Le champ de la santé mentale des jeunes est-il un levier d’innovation ?
Samuel Galtié :
Oui, sans aucun doute. L’innovation touche plusieurs domaines : les outils numériques, bien sûr, mais aussi l’organisation des soins et l’émergence de nouveaux métiers.
Denis Mathieu :
L’innovation technologique reste lente en santé mentale, mais elle progresse, sous l’impulsion des jeunes. Ils sont habitués à partager leurs données et acceptent plus facilement l’usage d’outils connectés.
Mais l’innovation est aussi organisationnelle : autrefois, les hôpitaux de jour accueillaient les patients cinq jours par semaine ; désormais, les jeunes préfèrent des prises en charge plus ciblées, quelques demi-journées seulement, parfois en soirée ou le week-end. Enfin, de nouveaux axes se développent, comme le rôle du sport dans la santé mentale, dont les bénéfices psychiques sont avérés.
Le Groupe VYV a fait de la santé mentale un de ses axes forts.
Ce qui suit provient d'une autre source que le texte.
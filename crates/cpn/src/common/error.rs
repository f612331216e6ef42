//! Error definitions.
//!
//! This module defines the failures a request or a bind can produce. It provides:
//! 1. **Bind failures:** Two components claiming the same `(device, function)` or overlapping ranges.
//! 2. **Alignment faults:** Requests that straddle a window or field, or name a missing table index.
//! 3. **Access faults:** Read-only fields, bad sizes, rejected values, and an unset adaptor selector.
//!
//! An unmapped address is not an error: it answers with the sentinel response.
//! Build-time configuration failures live in [`crate::config::ConfigError`].

use std::fmt;

use thiserror::Error;

/// Result alias for network operations.
pub type CpnResult<T> = Result<T, CpnError>;

/// Tables and register blocks addressable inside a control plane.
#[derive(Clone, Copy, Debug, PartialEq, Eq, Hash)]
pub enum Table {
    /// Identity header at the start of the DataWindow.
    Header,
    /// Parameter table.
    Parameter,
    /// Statistics table.
    Statistic,
    /// Trigger table.
    Trigger,
    /// ConfigWindow registers.
    Config,
}

impl fmt::Display for Table {
    fn fmt(&self, f: &mut fmt::Formatter<'_>) -> fmt::Result {
        let name = match self {
            Self::Header => "header",
            Self::Parameter => "parameter",
            Self::Statistic => "statistic",
            Self::Trigger => "trigger",
            Self::Config => "config",
        };
        f.write_str(name)
    }
}

/// Why a request was rejected as misaligned.
#[derive(Clone, Copy, Debug, PartialEq, Eq, Error)]
pub enum AlignmentFault {
    /// The request crosses the end of a connector range or of a field unit.
    #[error("request at {addr:#x} ({size} bytes) straddles a boundary")]
    Straddle {
        /// Address (or window offset) of the request.
        addr: u64,
        /// Request width in bytes.
        size: u64,
    },
    /// A table index past the end of its table.
    #[error("{table} index {index} out of range ({len} entries)")]
    Index {
        /// Table that was indexed.
        table: Table,
        /// Requested index.
        index: usize,
        /// Number of entries in the table.
        len: usize,
    },
    /// A register accessed at an offset or width it does not support.
    #[error("no {size}-byte register at offset {offset:#x}")]
    Register {
        /// Offset inside the register block.
        offset: u64,
        /// Request width in bytes.
        size: u64,
    },
}

/// Errors raised while binding control planes or serving requests.
#[derive(Clone, Debug, PartialEq, Eq, Error)]
pub enum CpnError {
    /// Another connector already owns this `(device, function)` on the network.
    #[error("duplicate CPN address {device:02x}:{function:02x}")]
    DuplicateAddress {
        /// Device id.
        device: u8,
        /// Function id.
        function: u8,
    },
    /// A range overlaps one that is already registered.
    #[error("{name}: range {base:#x}+{size:#x} overlaps an existing mapping")]
    RangeOverlap {
        /// Name of the component being added.
        name: String,
        /// Base of the rejected range.
        base: u64,
        /// Size of the rejected range.
        size: u64,
    },
    /// The control plane has already been attached to a network.
    #[error("control plane {device:02x}:{function:02x} is already bound")]
    AlreadyBound {
        /// Device id.
        device: u8,
        /// Function id.
        function: u8,
    },
    /// The request is misaligned with the layout it targets.
    #[error("alignment error: {0}")]
    Alignment(#[from] AlignmentFault),
    /// A write to a field the network side may only read.
    #[error("{table} field at offset {offset:#x} is read-only")]
    ReadOnly {
        /// Block containing the field.
        table: Table,
        /// Window offset of the write.
        offset: u64,
    },
    /// A request width other than 1, 2, 4, or 8 bytes.
    #[error("invalid access size {0}")]
    InvalidSize(u64),
    /// A DataWindow access through an adaptor whose selector was never written.
    #[error("adaptor data window accessed before any selector write")]
    SelectorUnset,
    /// A value the target field does not accept.
    #[error("value {value:#x} rejected by {field}")]
    InvalidValue {
        /// Field or attribute name.
        field: String,
        /// Rejected value.
        value: u64,
    },
    /// A domain-keyed lookup found fewer rows than requested.
    #[error("domain {domain} owns no {table} row {row}")]
    NoDomainRow {
        /// Table searched.
        table: Table,
        /// Owning domain id.
        domain: u16,
        /// Position among the domain's rows.
        row: usize,
    },
}

impl CpnError {
    /// Returns `true` for the alignment class of failures.
    pub const fn is_alignment(&self) -> bool {
        matches!(self, Self::Alignment(_))
    }
}
//! Management agent side of the network.
//!
//! This module provides what an agent needs to operate control planes. It includes:
//! 1. **Driver:** Serialized select-then-access through the adaptor.
//! 2. **Discovery:** Scanning the `(device, function)` space for identity headers.

/// Control plane discovery.
pub mod discovery;

/// Adaptor host driver.
pub mod driver;

pub use discovery::{Presence, ScanEntry, ScanReport, probe, scan, scan_range};
pub use driver::AdaptorDriver;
Quelle est l’originalité de son approche ?
Samuel Galtié :
D’abord, nous avons su développer des offres spécifiques adaptées aux jeunes, ce qui était important pour mieux diversifier la palette de nos réponses en fonction des publics et des problématiques. Ensuite, il est important de souligner que notre force réside dans une vision transversale de la thématique : prévention, accès aux soins et accompagnement. Enfin, nous intégrons la santé mentale dans des enjeux plus larges ; c’est notamment le cas de la prévention en entreprise.
Denis Mathieu :
Nous agissons aussi directement sur l’environnement : enseignants, logement, cadre de vie… Ces déterminants influencent directement la santé mentale des jeunes. C’est l’avantage d’un groupe capable d’intervenir bien au-delà du soin strict.
Quelles évolutions voit-on poindre pour demain en santé mentale ?
Denis Mathieu :
Nous entrons dans l’ère de la psychiatrie de précision. Grâce aux objets connectés, de nouveaux biomarqueurs apparaissent : sommeil, rythme cardiaque, taux d’oxygène, etc. Cela va transformer notre manière de diagnostiquer et de soigner en nous offrant davantage de points de repères. A ce titre, on peut dire qu’une psychiatrie personnalisée est en train de naître.
Samuel Galtié :
Il faut aussi progresser sur l’acceptation et la visibilité de la santé mentale. La déstigmatisation reste un enjeu majeur, tant dans la société que dans les entreprises, et le Groupe s’y investit pleinement.